First, as Helena Cobban notes on her own blog, the headline the Times editors attached to the piece is actually quite misleading. Agha and Malley did not say that a two-state solution would not solve “anything”; their much-less controversial point is that a two-state solution would not solve everything. In particular, a territorial agreement establishing two states would not by itself resolve the conflicting views that Israelis and Palestinians have about the origins of the conflict. Israelis focus on the Arab rejection of the 1947 UN partition plan and demand Arab recognition of Israel’s legitimacy as a Jewish state in Palestine; Arabs focus on the dispossession and dislocation of Palestinians in 1948 and after, a process that continues up to today. Agha and Malley worry that these conflicting narratives about the origins of the conflict will remain in place even if clear borders were agreed upon and the Palestinians got a state of their own. In their words, “two states may not be a true resolution if the roots of this clash are ignored.” Maybe so, but that’s a far cry from the headline that the Times chose to use.
Second, the timing of this piece isn’t helpful — especially given that misleading headline — because it can only serve to slow progress towards the admittedly imperfect-but-still-best option of “two states for two peoples.” In fact, it’s worse than that, because momentum is presently in the other direction. The status quo isn’t fixed, and a two-state solution gets a little bit harder to achieve with each passing day. That’s why the Obama administration has been trying to achieve a settlement freeze while simultaneously trying to restart meaningful negotiations; they understand that continuing to expand the settlements just makes it harder to reach a deal (which is precisely what the people doing the expanding seem to want).
Third, I was struck by one unambiguous statement in the article — namely, their claim that Hamas has gone beyond “hinting” that it might acquiesce in Israel’s de facto existence and resign itself to establishing a Palestinian state in Gaza and the West Bank. In their words, “this sentiment has now grown from hint to certitude.” Given that Malley has reportedly met with Hamas leaders in the context of his work with the International Crisis Group, that is a remarkable assertion, and I wish they had spelled it out the evidence for it in more depth.
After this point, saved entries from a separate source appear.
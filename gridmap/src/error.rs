use alloc::string::String;

use crate::MapCategory;

/// Contract violations reported by the index mapper and its maps.
///
/// Lookups that simply have no answer (an out-of-range visual index, a trimmed physical index)
/// return `None` instead; an `Error` always points at a bug in the calling plugin.
#[derive(Clone, Debug, PartialEq, Eq, thiserror::Error)]
pub enum Error {
    /// A map with this name is already registered in one of the mapper's collections.
    #[error("map with name {name:?} has already been registered")]
    DuplicateName { name: String },

    #[error("map with name {name:?} is not registered")]
    MapNotFound { name: String },

    /// The registered map holds a different value type than the one requested.
    #[error("map with name {name:?} does not hold values of the requested type")]
    TypeMismatch { name: String },

    /// Trimming and hiding maps must hold boolean flags.
    #[error("{category:?} map {name:?} must hold boolean flags")]
    CategoryMismatch { name: String, category: MapCategory },

    #[error("expected {expected} values, got {actual}")]
    LengthMismatch { expected: usize, actual: usize },

    /// The list passed as an indexes sequence is not a permutation of `0..length`.
    #[error("indexes sequence is not a permutation of 0..{length}")]
    InvalidSequence { length: usize },

    #[error("visual index {index} is out of range (length {length})")]
    VisualIndexOutOfRange { index: usize, length: usize },

    #[error("physical index {index} is out of range (length {length})")]
    PhysicalIndexOutOfRange { index: usize, length: usize },

    #[error("index {index} was given more than once")]
    DuplicateIndex { index: usize },
}

/// Convenience alias used throughout the crate.
pub type Result<T, E = Error> = core::result::Result<T, E>;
Fourth, to me, the most significant lines in the entire essay were the last two, where they write “the heart of the matter is not necessarily how to define a state of Palestine. It is, in a sense it always has been, how to define the state of Israel.” Again, they didn’t explain what they meant by this, so it’s hard to know what they were trying to say. The implication, however, is that Israel still has to decide what kind of state it is going to be. Will it be a modern secular democracy with a certain Jewish character, but where non-Jews are fully equal citizens both de jure and de facto? If so, then two states will work, and the two conflicting narratives about the past could gradually cease to matter very much. In the most optimistic scenario, the whole sorry history of the Zionist-Arab conflict might eventually be regarded as a painful historical episode but not part of anyone’s future agenda, much as Alsace-Lorraine eventually ceased to be an issue between France and Germany. Or will Israel continue to pursue the dream of Greater Israel, increasingly fueled by ethno-religious claims and the growing political power of religious extremists? If so, then it will become an apartheid state and will eventually face a Palestinian struggle for democratic rights. Again: what sort of state will it become? Needless to say, these different visions will have far-reaching implications for relations between Israel and its neighbors, the rest of the world, and between Israel and the Jewish diaspora. Again, I wish Agha and Malley had been less coy in raising this important set of issues.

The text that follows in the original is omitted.